**Exercise instructions**
Please give back, word for word, each line from the start of the entries through the one in which "let (ack, done) = oneshot::channel();" is found.

Records provided: Begin

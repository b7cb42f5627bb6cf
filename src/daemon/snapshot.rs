//! Ordered snapshot persistence
//!
//! One task owns the snapshot file. Requests arrive over an unbounded channel
//! and are written one at a time in submission order; anything queued while a
//! write is in flight is collapsed to the newest snapshot. Each write goes to
//! a temp file in the same directory and is renamed over the target, so
//! readers never see a torn document. Failures are logged and the task keeps
//! going.

use std::io::Write;
use std::path::{Path, PathBuf};
use tokio::sync::{mpsc, oneshot};
use tokio::task::JoinHandle;
use tokio_util::sync::CancellationToken;

enum Command {
    Write(Vec<u8>),
    Flush(oneshot::Sender<()>),
}

/// Counters reported when the writer stops
#[derive(Debug, Clone, Copy, Default, PartialEq, Eq)]
pub struct WriteStats {
    pub written: usize,
    pub failed: usize,
    pub superseded: usize,
}

/// Cloneable handle for queueing snapshots
#[derive(Debug, Clone)]
pub struct SnapshotSender {
    tx: mpsc::UnboundedSender<Command>,
}

impl SnapshotSender {
    /// Queue a snapshot; returns false if the writer has stopped
    pub fn submit(&self, bytes: Vec<u8>) -> bool {
        self.tx.send(Command::Write(bytes)).is_ok()
    }

    /// Wait until every snapshot queued before this call is on disk (or failed)
    pub async fn flush(&self) {
        let (ack, done) = oneshot::channel();
        if self.tx.send(Command::Flush(ack)).is_ok() {
            let _ = done.await;
        }
    }
}

pub struct SnapshotWriter {
    sender: SnapshotSender,
    cancel: CancellationToken,
    handle: JoinHandle<WriteStats>,
}

impl SnapshotWriter {
    pub fn spawn(path: PathBuf) -> Self {
        let (tx, rx) = mpsc::unbounded_channel();
        let cancel = CancellationToken::new();
        let handle = tokio::spawn(run(path, rx, cancel.clone()));
        Self {
            sender: SnapshotSender { tx },
            cancel,
            handle,
        }
    }

    pub fn sender(&self) -> SnapshotSender {
        self.sender.clone()
    }

    pub fn submit(&self, bytes: Vec<u8>) -> bool {
        self.sender.submit(bytes)
    }

    pub async fn flush(&self) {
        self.sender.flush().await;
    }

    /// Drain everything queued so far, then stop the task
    pub async fn shutdown(self) -> WriteStats {
        self.sender.flush().await;
        self.cancel.cancel();
        match self.handle.await {
            Ok(stats) => stats,
            Err(e) => {
                tracing::warn!(error = %e, "Snapshot writer task failed");
                WriteStats::default()
            }
        }
    }
}

/// Collapse a batch: last write wins, every flush is acknowledged afterwards
fn absorb(
    cmd: Command,
    pending: &mut Option<Vec<u8>>,
    waiters: &mut Vec<oneshot::Sender<()>>,
    stats: &mut WriteStats,
) {
    match cmd {
        Command::Write(bytes) => {
            if pending.replace(bytes).is_some() {
                stats.superseded += 1;
            }
        }
        Command::Flush(ack) => waiters.push(ack),
    }
}

async fn run(
    path: PathBuf,
    mut rx: mpsc::UnboundedReceiver<Command>,
    cancel: CancellationToken,
) -> WriteStats {
    let mut stats = WriteStats::default();

    loop {
        let first = tokio::select! {
            cmd = rx.recv() => match cmd {
                Some(cmd) => cmd,
                None => break,
            },
            () = cancel.cancelled() => break,
        };

        let mut pending = None;
        let mut waiters = Vec::new();
        absorb(first, &mut pending, &mut waiters, &mut stats);
        while let Ok(cmd) = rx.try_recv() {
            absorb(cmd, &mut pending, &mut waiters, &mut stats);
        }

        if let Some(bytes) = pending {
            let target = path.clone();
            let result = tokio::task::spawn_blocking(move || atomic_write(&target, &bytes)).await;
            match result {
                Ok(Ok(())) => {
                    stats.written += 1;
                    tracing::trace!(path = %path.display(), "Snapshot written");
                }
                Ok(Err(e)) => {
                    stats.failed += 1;
                    tracing::warn!(path = %path.display(), error = %e, "Failed to write snapshot");
                }
                Err(e) => {
                    stats.failed += 1;
                    tracing::warn!(error = %e, "Snapshot write task panicked");
                }
            }
        }

        for ack in waiters {
            let _ = ack.send(());
        }
    }

    tracing::debug!(
        written = stats.written,
        failed = stats.failed,
        superseded = stats.superseded,
        "Snapshot writer stopped"
    );
    stats
}

/// Write to a temp file beside `path`, then rename over it
fn atomic_write(path: &Path, data: &[u8]) -> std::io::Result<()> {
    let parent = path.parent().ok_or_else(|| {
        std::io::Error::new(std::io::ErrorKind::InvalidInput, "path has no parent")
    })?;
    let mut tmp = tempfile::NamedTempFile::new_in(parent)?;
    tmp.write_all(data)?;
    tmp.persist(path).map_err(|e| e.error)?;
    Ok(())
}

#[cfg(test)]
mod tests {
    use super::*;
    use tempfile::TempDir;

    #[tokio::test]
    async fn test_last_submission_wins() {
        let tmp = TempDir::new().unwrap();
        let path = tmp.path().join("game-state.json");
        let writer = SnapshotWriter::spawn(path.clone());

        for n in 1..=50 {
            assert!(writer.submit(format!("{{\"tick\":{n}}}").into_bytes()));
        }
        let stats = writer.shutdown().await;

        assert_eq!(std::fs::read_to_string(&path).unwrap(), "{\"tick\":50}");
        assert!(stats.written >= 1);
        assert_eq!(stats.written + stats.superseded, 50);
        assert_eq!(stats.failed, 0);
    }

    #[tokio::test]
    async fn test_flush_waits_for_write() {
        let tmp = TempDir::new().unwrap();
        let path = tmp.path().join("state.json");
        let writer = SnapshotWriter::spawn(path.clone());

        writer.submit(b"first".to_vec());
        writer.flush().await;
        assert_eq!(std::fs::read(&path).unwrap(), b"first");

        writer.submit(b"second".to_vec());
        writer.flush().await;
        assert_eq!(std::fs::read(&path).unwrap(), b"second");

        writer.shutdown().await;
    }

    #[tokio::test]
    async fn test_failed_write_does_not_stop_writer() {
        let tmp = TempDir::new().unwrap();
        let dir = tmp.path().join("missing");
        let path = dir.join("state.json");
        let writer = SnapshotWriter::spawn(path.clone());

        writer.submit(b"lost".to_vec());
        writer.flush().await;
        assert!(!path.exists());

        std::fs::create_dir_all(&dir).unwrap();
        writer.submit(b"kept".to_vec());
        let stats = writer.shutdown().await;

        assert_eq!(std::fs::read(&path).unwrap(), b"kept");
        assert_eq!(stats.failed, 1);
        assert_eq!(stats.written, 1);
    }

    #[tokio::test]
    async fn test_no_temp_files_left_behind() {
        let tmp = TempDir::new().unwrap();
        let path = tmp.path().join("state.json");
        let writer = SnapshotWriter::spawn(path.clone());
        writer.submit(b"{}".to_vec());
        writer.shutdown().await;

        let entries: Vec<_> = std::fs::read_dir(tmp.path()).unwrap().collect();
        assert_eq!(entries.len(), 1);
    }

    #[tokio::test]
    async fn test_submit_after_shutdown_is_rejected() {
        let tmp = TempDir::new().unwrap();
        let writer = SnapshotWriter::spawn(tmp.path().join("state.json"));
        let sender = writer.sender();
        writer.shutdown().await;
        assert!(!sender.submit(b"late".to_vec()));
        // flush on a stopped writer returns immediately
        sender.flush().await;
    }
}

Records provided: End

**Output**
repository b7cb42f5627bb6cf
filename src/daemon/snapshot.rs
//! Ordered snapshot persistence
//!
//! One task owns the snapshot file. Requests arrive over an unbounded channel
//! and are written one at a time in submission order; anything queued while a
//! write is in flight is collapsed to the newest snapshot. Each write goes to
//! a temp file in the same directory and is renamed over the target, so
//! readers never see a torn document. Failures are logged and the task keeps
//! going.

use std::io::Write;
use std::path::{Path, PathBuf};
use tokio::sync::{mpsc, oneshot};
use tokio::task::JoinHandle;
use tokio_util::sync::CancellationToken;

enum Command {
    Write(Vec<u8>),
    Flush(oneshot::Sender<()>),
}

/// Counters reported when the writer stops
#[derive(Debug, Clone, Copy, Default, PartialEq, Eq)]
pub struct WriteStats {
    pub written: usize,
    pub failed: usize,
    pub superseded: usize,
}

/// Cloneable handle for queueing snapshots
#[derive(Debug, Clone)]
pub struct SnapshotSender {
    tx: mpsc::UnboundedSender<Command>,
}

impl SnapshotSender {
    /// Queue a snapshot; returns false if the writer has stopped
    pub fn submit(&self, bytes: Vec<u8>) -> bool {
        self.tx.send(Command::Write(bytes)).is_ok()
    }

    /// Wait until every snapshot queued before this call is on disk (or failed)
    pub async fn flush(&self) {
        let (ack, done) = oneshot::channel();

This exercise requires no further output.